→ Your assignment
For the string "transmute", state the number of lines in the data that contain it, and nothing else.

Extracted records:

^^^^

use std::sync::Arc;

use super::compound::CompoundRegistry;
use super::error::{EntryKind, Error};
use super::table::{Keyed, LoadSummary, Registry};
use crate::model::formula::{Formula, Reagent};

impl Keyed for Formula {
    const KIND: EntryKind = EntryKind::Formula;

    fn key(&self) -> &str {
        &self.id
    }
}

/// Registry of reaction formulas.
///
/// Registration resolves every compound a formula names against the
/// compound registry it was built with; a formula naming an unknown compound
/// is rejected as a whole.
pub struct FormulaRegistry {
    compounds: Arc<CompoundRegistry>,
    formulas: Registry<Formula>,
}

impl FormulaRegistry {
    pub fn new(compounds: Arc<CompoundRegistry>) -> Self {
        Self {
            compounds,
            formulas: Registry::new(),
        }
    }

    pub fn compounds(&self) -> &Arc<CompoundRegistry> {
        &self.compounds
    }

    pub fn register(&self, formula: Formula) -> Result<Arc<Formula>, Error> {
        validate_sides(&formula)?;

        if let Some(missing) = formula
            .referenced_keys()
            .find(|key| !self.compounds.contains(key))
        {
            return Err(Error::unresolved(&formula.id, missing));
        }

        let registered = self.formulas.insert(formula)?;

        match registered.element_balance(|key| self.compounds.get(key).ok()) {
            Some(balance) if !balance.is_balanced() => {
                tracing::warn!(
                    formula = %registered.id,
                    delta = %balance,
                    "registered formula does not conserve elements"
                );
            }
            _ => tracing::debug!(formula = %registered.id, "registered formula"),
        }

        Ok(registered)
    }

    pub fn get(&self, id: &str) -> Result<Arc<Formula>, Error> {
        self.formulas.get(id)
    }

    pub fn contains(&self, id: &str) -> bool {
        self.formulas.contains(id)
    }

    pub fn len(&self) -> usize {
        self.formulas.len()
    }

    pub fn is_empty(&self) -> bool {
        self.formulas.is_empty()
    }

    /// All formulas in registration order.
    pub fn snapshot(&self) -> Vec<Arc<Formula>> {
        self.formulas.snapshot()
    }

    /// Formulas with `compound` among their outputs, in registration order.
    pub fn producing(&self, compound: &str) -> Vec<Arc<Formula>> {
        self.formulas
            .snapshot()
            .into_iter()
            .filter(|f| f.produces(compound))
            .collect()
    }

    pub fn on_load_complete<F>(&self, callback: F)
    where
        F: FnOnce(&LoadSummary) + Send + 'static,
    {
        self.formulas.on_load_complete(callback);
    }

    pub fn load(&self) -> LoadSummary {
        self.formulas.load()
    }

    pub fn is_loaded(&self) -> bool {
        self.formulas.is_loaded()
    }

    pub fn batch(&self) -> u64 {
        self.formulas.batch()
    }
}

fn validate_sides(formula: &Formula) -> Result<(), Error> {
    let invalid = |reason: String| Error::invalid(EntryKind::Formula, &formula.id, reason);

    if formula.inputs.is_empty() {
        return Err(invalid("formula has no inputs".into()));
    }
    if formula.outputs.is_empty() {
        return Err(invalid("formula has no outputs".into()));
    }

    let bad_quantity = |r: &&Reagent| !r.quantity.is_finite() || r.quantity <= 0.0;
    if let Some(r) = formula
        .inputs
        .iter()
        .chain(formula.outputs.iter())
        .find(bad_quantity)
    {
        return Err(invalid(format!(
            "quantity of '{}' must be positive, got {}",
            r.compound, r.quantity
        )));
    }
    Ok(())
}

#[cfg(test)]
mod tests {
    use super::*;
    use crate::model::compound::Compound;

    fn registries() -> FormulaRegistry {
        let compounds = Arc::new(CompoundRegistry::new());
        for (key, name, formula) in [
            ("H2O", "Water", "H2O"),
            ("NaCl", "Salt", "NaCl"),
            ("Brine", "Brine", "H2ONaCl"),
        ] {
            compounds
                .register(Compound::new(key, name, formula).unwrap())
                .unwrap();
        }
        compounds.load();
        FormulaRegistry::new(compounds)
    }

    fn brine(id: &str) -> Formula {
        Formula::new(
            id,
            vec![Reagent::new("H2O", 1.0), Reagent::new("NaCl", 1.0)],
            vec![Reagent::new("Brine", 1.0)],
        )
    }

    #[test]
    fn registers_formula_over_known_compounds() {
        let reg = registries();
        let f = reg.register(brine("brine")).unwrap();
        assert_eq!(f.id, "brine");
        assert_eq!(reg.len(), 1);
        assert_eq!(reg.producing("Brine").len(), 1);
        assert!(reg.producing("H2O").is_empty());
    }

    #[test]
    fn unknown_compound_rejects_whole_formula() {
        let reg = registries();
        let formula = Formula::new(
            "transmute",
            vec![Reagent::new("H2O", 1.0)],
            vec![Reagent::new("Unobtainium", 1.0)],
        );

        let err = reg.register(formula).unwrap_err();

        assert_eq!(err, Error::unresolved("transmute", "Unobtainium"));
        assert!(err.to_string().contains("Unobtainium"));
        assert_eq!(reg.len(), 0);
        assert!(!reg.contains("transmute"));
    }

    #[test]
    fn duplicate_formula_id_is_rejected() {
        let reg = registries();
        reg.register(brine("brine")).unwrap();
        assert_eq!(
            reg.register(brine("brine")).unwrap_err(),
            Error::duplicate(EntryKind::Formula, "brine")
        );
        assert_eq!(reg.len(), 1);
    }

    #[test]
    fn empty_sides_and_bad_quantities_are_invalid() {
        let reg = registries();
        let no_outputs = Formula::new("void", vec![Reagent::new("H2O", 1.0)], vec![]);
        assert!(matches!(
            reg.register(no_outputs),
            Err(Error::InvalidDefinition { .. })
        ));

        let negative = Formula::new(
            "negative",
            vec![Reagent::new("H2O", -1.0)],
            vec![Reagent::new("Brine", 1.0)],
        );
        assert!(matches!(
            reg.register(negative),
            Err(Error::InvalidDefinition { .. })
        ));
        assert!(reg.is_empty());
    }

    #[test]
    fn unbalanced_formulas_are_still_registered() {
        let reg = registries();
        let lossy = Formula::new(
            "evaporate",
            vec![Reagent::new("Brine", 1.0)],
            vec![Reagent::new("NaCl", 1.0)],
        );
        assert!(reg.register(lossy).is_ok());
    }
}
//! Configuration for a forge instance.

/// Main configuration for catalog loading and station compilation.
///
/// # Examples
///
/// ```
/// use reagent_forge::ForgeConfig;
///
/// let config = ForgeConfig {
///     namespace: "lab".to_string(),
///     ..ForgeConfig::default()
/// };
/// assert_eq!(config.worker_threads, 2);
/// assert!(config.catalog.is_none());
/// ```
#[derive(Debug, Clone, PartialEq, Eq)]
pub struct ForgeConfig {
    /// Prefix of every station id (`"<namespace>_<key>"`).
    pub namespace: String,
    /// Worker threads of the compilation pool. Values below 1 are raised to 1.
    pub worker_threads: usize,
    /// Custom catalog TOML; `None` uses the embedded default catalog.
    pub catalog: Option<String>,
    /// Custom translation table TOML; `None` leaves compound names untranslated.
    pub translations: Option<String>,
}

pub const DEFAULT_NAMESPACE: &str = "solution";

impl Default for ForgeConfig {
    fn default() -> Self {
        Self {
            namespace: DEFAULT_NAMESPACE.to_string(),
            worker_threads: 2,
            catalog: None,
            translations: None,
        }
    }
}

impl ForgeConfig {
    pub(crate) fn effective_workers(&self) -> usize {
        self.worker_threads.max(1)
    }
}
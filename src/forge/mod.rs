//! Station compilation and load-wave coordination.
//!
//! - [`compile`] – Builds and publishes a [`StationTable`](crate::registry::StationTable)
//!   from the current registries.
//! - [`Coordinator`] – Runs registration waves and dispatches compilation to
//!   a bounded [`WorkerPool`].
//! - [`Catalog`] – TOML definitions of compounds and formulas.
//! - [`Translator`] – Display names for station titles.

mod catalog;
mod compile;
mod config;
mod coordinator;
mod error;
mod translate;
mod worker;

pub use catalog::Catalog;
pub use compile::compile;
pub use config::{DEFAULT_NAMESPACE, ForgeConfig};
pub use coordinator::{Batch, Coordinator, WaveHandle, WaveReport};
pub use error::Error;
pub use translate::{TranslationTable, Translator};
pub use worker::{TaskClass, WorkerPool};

^^^^

→ Task answer
3